She paused as if mentally reviewing the scene once more, and I fairly quivered with anticipation and anxiety for what the next words might develop.

'I had noticed that there was three winders on the alley side of the house,' she resumed, 'an' there bein' only one in the front room, of course I looked to see one sure in this, an' mebbe two, but there wasn't a winder; the wall on that side was smooth, only at the winder place was a kind of cubbard arrangement like, an' the room was lit by a kerosene lamp. It was furnished quite good, too; but in a corner on the bed laid a young man, as good-lookin' about as they make 'em; only he was dretful pale an' thin, an' he 'peared to be sleepin'.

'"There's yer patient," says the woman, through the tube. "There ain't nothin' to do now only ter give him drink, an' not let him talk if he wakes. He sleeps a good deal, an' when he wakes up he's out of his head, an' 'magines he's somebody else, an' ain't in his own house, an' all sorts of nonsense." She went to the bed an' stood lookin' at the sick man in a queer sort of way, an' she give a big long breath, as if she felt awful bad, an' then went out by a door that I knew went to the hall, an' I heard noises in a minit more, as if they come from the kitchin stove.

'Now I knowed she took me for a nurse and all that, but all the same I begun to think I'd better git out. I couldn't play nurse an' ask about that Sunday-school feller too, an' I thought I'd jest made a big blunder, an' I'd better git out 'thout waitin' for her to come back; an' jest then I heard a little noise, an' I looked round, an' the sick man had rolled over an' was lookin' at me straight, an' when he ketched my eye, he says, "Come here, madam, please." 'Twas a real pleasant voice, though weak, an' I went right up to the bed. He looked at me real sharp, an' sort of wishful, and then he says, "You look like a good woman."

'I didn't say nothin', an' he kep' right on, sort of hurried like. "I was not asleep when you entered," he says, "and I heard that poor woman. I am not insane, and this is not my home. You have come here to nurse me, but if you want money you can earn a hundred nurses' fees by going to a telegraph office and telegraphin' to – "
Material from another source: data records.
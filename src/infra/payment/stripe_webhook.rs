//! Verification and decoding of signed payment webhooks.
//!
//! The `Stripe-Signature` header carries `t=<unix seconds>` and one or more
//! `v1=<hex hmac>` entries; the MAC is HMAC-SHA256 over `"{t}.{raw body}"`.

use chrono::{DateTime, Utc};
use hmac::{Hmac, Mac};
use serde::Deserialize;
use sha2::Sha256;

use crate::domain::models::order::PaymentIntent;
use crate::domain::services::payment::{NotificationKind, PaymentNotification};
use crate::error::AppError;

pub const SIGNATURE_HEADER: &str = "stripe-signature";
pub const DEFAULT_TOLERANCE_SECS: i64 = 300;

type HmacSha256 = Hmac<Sha256>;

#[derive(Deserialize)]
struct WebhookEvent {
    id: String,
    #[serde(rename = "type")]
    event_type: String,
    data: WebhookData,
}

#[derive(Deserialize)]
struct WebhookData {
    object: serde_json::Value,
}

pub fn sign(secret: &str, timestamp: i64, payload: &[u8]) -> Result<String, AppError> {
    let mut mac = HmacSha256::new_from_slice(secret.as_bytes())
        .map_err(|e| AppError::Internal(format!("Invalid webhook secret: {}", e)))?;
    mac.update(timestamp.to_string().as_bytes());
    mac.update(b".");
    mac.update(payload);
    Ok(hex::encode(mac.finalize().into_bytes()))
}

/// Checks the signature header against the raw body.
pub fn verify_signature(
    secret: &str,
    header: &str,
    payload: &[u8],
    now: DateTime<Utc>,
    tolerance_secs: i64,
) -> Result<(), AppError> {
    let mut timestamp = None;
    let mut signatures = Vec::new();
    for part in header.split(',') {
        match part.trim().split_once('=') {
            Some(("t", v)) => timestamp = v.parse::<i64>().ok(),
            Some(("v1", v)) => signatures.push(v),
            _ => {}
        }
    }

    let timestamp = timestamp.ok_or_else(|| AppError::Unauthorized("Malformed webhook signature".into()))?;
    if signatures.is_empty() {
        return Err(AppError::Unauthorized("Malformed webhook signature".into()));
    }
    if (now.timestamp() - timestamp).abs() > tolerance_secs {
        return Err(AppError::Unauthorized("Webhook timestamp outside tolerance".into()));
    }

    for candidate in signatures {
        let Ok(expected) = hex::decode(candidate) else { continue };
        let mut mac = HmacSha256::new_from_slice(secret.as_bytes())
            .map_err(|e| AppError::Internal(format!("Invalid webhook secret: {}", e)))?;
        mac.update(timestamp.to_string().as_bytes());
        mac.update(b".");
        mac.update(payload);
        if mac.verify_slice(&expected).is_ok() {
            return Ok(());
        }
    }

    Err(AppError::Unauthorized("Webhook signature mismatch".into()))
}

/// Decodes a verified body. Event types that do not concern payment intents
/// come back as `NotificationKind::Other` with no intent.
pub fn parse_event(payload: &[u8]) -> Result<Option<PaymentNotification>, AppError> {
    let event: WebhookEvent = serde_json::from_slice(payload)
        .map_err(|e| AppError::Validation(format!("Invalid webhook body: {}", e)))?;

    let kind = match event.event_type.as_str() {
        "payment_intent.succeeded" => NotificationKind::Succeeded,
        "payment_intent.payment_failed" => NotificationKind::Failed,
        "payment_intent.canceled" => NotificationKind::Canceled,
        other if other.starts_with("payment_intent.") => NotificationKind::Other,
        _ => return Ok(None),
    };

    let payment_intent: PaymentIntent = serde_json::from_value(event.data.object)
        .map_err(|e| AppError::Validation(format!("Invalid payment intent in webhook: {}", e)))?;

    Ok(Some(PaymentNotification { event_id: event.id, kind, payment_intent }))
}

#[cfg(test)]
mod tests {
    use super::*;
    use chrono::TimeZone;

    const SECRET: &str = "whsec_test";

    fn body() -> Vec<u8> {
        serde_json::json!({
            "id": "evt_1",
            "type": "payment_intent.succeeded",
            "data": { "object": {
                "id": "pi_1", "status": "succeeded", "amount": 12000, "currency": "aud"
            }}
        })
        .to_string()
        .into_bytes()
    }

    fn now() -> DateTime<Utc> {
        Utc.timestamp_opt(1_767_225_600, 0).unwrap()
    }

    #[test]
    fn valid_signature_is_accepted() {
        let payload = body();
        let ts = now().timestamp();
        let header = format!("t={},v1={}", ts, sign(SECRET, ts, &payload).unwrap());
        assert!(verify_signature(SECRET, &header, &payload, now(), DEFAULT_TOLERANCE_SECS).is_ok());
    }

    #[test]
    fn any_matching_v1_entry_is_enough() {
        let payload = body();
        let ts = now().timestamp();
        let header = format!("t={},v1=deadbeef,v1={}", ts, sign(SECRET, ts, &payload).unwrap());
        assert!(verify_signature(SECRET, &header, &payload, now(), DEFAULT_TOLERANCE_SECS).is_ok());
    }

    #[test]
    fn tampered_body_is_rejected() {
        let payload = body();
        let ts = now().timestamp();
        let header = format!("t={},v1={}", ts, sign(SECRET, ts, &payload).unwrap());
        let mut tampered = payload.clone();
        tampered.extend_from_slice(b" ");
        assert!(matches!(
            verify_signature(SECRET, &header, &tampered, now(), DEFAULT_TOLERANCE_SECS),
            Err(AppError::Unauthorized(_))
        ));
        assert!(verify_signature("whsec_other", &header, &payload, now(), DEFAULT_TOLERANCE_SECS).is_err());
    }

    #[test]
    fn stale_timestamp_is_rejected() {
        let payload = body();
        let ts = now().timestamp() - DEFAULT_TOLERANCE_SECS - 1;
        let header = format!("t={},v1={}", ts, sign(SECRET, ts, &payload).unwrap());
        assert!(verify_signature(SECRET, &header, &payload, now(), DEFAULT_TOLERANCE_SECS).is_err());
    }

    #[test]
    fn malformed_header_is_rejected() {
        let payload = body();
        assert!(verify_signature(SECRET, "garbage", &payload, now(), DEFAULT_TOLERANCE_SECS).is_err());
        assert!(verify_signature(SECRET, "t=1", &payload, now(), DEFAULT_TOLERANCE_SECS).is_err());
    }

    #[test]
    fn events_are_classified() {
        let parsed = parse_event(&body()).unwrap().unwrap();
        assert_eq!(parsed.kind, NotificationKind::Succeeded);
        assert_eq!(parsed.payment_intent.id, "pi_1");
        assert_eq!(parsed.payment_intent.amount, 12000);

        let other = serde_json::json!({"id": "evt_2", "type": "customer.created", "data": {"object": {}}});
        assert!(parse_event(other.to_string().as_bytes()).unwrap().is_none());
    }
}
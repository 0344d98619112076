//! Per-order mutual exclusion for reconciliation.
//!
//! Two layers: an in-process async mutex per order id, and a lease row on the
//! order so separate processes (webhook handler, status poll, sweeper on
//! another node) take turns too.

use std::collections::HashMap;
use std::sync::{Arc, Mutex, PoisonError, Weak};
use std::time::Duration;
use chrono::Utc;
use tokio::sync::{Mutex as AsyncMutex, OwnedMutexGuard};
use tracing::debug;
use uuid::Uuid;

use crate::domain::ports::OrderRepository;
use crate::error::AppError;

#[derive(Default)]
pub struct OrderLocks {
    inner: Mutex<HashMap<String, Weak<AsyncMutex<()>>>>,
}

impl OrderLocks {
    pub fn new() -> Self {
        Self::default()
    }

    pub async fn lock(&self, order_id: &str) -> OwnedMutexGuard<()> {
        let mutex = {
            let mut map = self.inner.lock().unwrap_or_else(PoisonError::into_inner);
            map.retain(|_, weak| weak.strong_count() > 0);
            match map.get(order_id).and_then(Weak::upgrade) {
                Some(existing) => existing,
                None => {
                    let created = Arc::new(AsyncMutex::new(()));
                    map.insert(order_id.to_string(), Arc::downgrade(&created));
                    created
                }
            }
        };
        mutex.lock_owned().await
    }

    pub fn tracked(&self) -> usize {
        let map = self.inner.lock().unwrap_or_else(PoisonError::into_inner);
        map.values().filter(|w| w.strong_count() > 0).count()
    }
}

#[derive(Clone, Debug)]
pub struct LeaseSettings {
    /// How long a taken lease stays valid if its holder dies.
    pub ttl: Duration,
    /// How long to wait for someone else's lease before giving up.
    pub wait: Duration,
    pub poll: Duration,
}

impl Default for LeaseSettings {
    fn default() -> Self {
        Self {
            ttl: Duration::from_secs(30),
            wait: Duration::from_secs(10),
            poll: Duration::from_millis(100),
        }
    }
}

/// A held reconciliation lease. Must be handed back with `release`.
pub struct OrderLease {
    pub order_id: String,
    pub owner: String,
}

impl OrderLease {
    pub async fn acquire(
        order_repo: &Arc<dyn OrderRepository>,
        order_id: &str,
        settings: &LeaseSettings,
    ) -> Result<Self, AppError> {
        let owner = Uuid::new_v4().to_string();
        let ttl = chrono::Duration::from_std(settings.ttl)
            .map_err(|e| AppError::Internal(format!("Invalid lease ttl: {}", e)))?;
        let deadline = tokio::time::Instant::now() + settings.wait;

        loop {
            let now = Utc::now();
            if order_repo.try_acquire_lease(order_id, &owner, now + ttl, now).await? {
                debug!(order_id, owner = %owner, "Reconciliation lease acquired");
                return Ok(Self { order_id: order_id.to_string(), owner });
            }
            if tokio::time::Instant::now() >= deadline {
                return Err(AppError::ReconciliationBusy(order_id.to_string()));
            }
            tokio::time::sleep(settings.poll).await;
        }
    }

    pub async fn release(self, order_repo: &Arc<dyn OrderRepository>) -> Result<(), AppError> {
        order_repo.release_lease(&self.order_id, &self.owner).await
    }
}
'Jest then there was a noise in the hall, an' he stopped, an' I picked up a fan an' stood as if I was a-fannin' away a couple of little moths that the lamp had drawed.

'Nobody came in, so I went to the door an' listened. Seemed as if I heard a door shet upstairs, an' I guessed the woman was taking up the cross man's dinner. So I went back to the bed. He laid still for a bit, and seemed listenin'; then he says:

'"I am a prisoner, and have been half-killed first, an' then drugged to keep me so. My people are wealthy. They will pay you royally if you'll help me; if you'll go to the nearest police-station an' give 'em a paper I will give yer, with my father's name, an' – " He stopped ag'in, an' shet his eyes quick as lightnin'; an' the next minit the pale woman came in quick, an' lookin' awful anxious. She went to the bed an' looked at the sick young feller, an' then she took hold of the trumpet and motioned me to listen. "Can you hear?" she says into it, not very loud. I nodded, an' looked to'rds the bed. "He sleeps real sound," she says, "and won't be likely to wake up, anyhow; I can't leave him alone to talk to you in another room. There's somethin' I forgot, an' some of them may come in any time now. Will you do a wretched woman a small kindness?" She looked at me awful wishful when she said that, an' I nodded my head ag'in.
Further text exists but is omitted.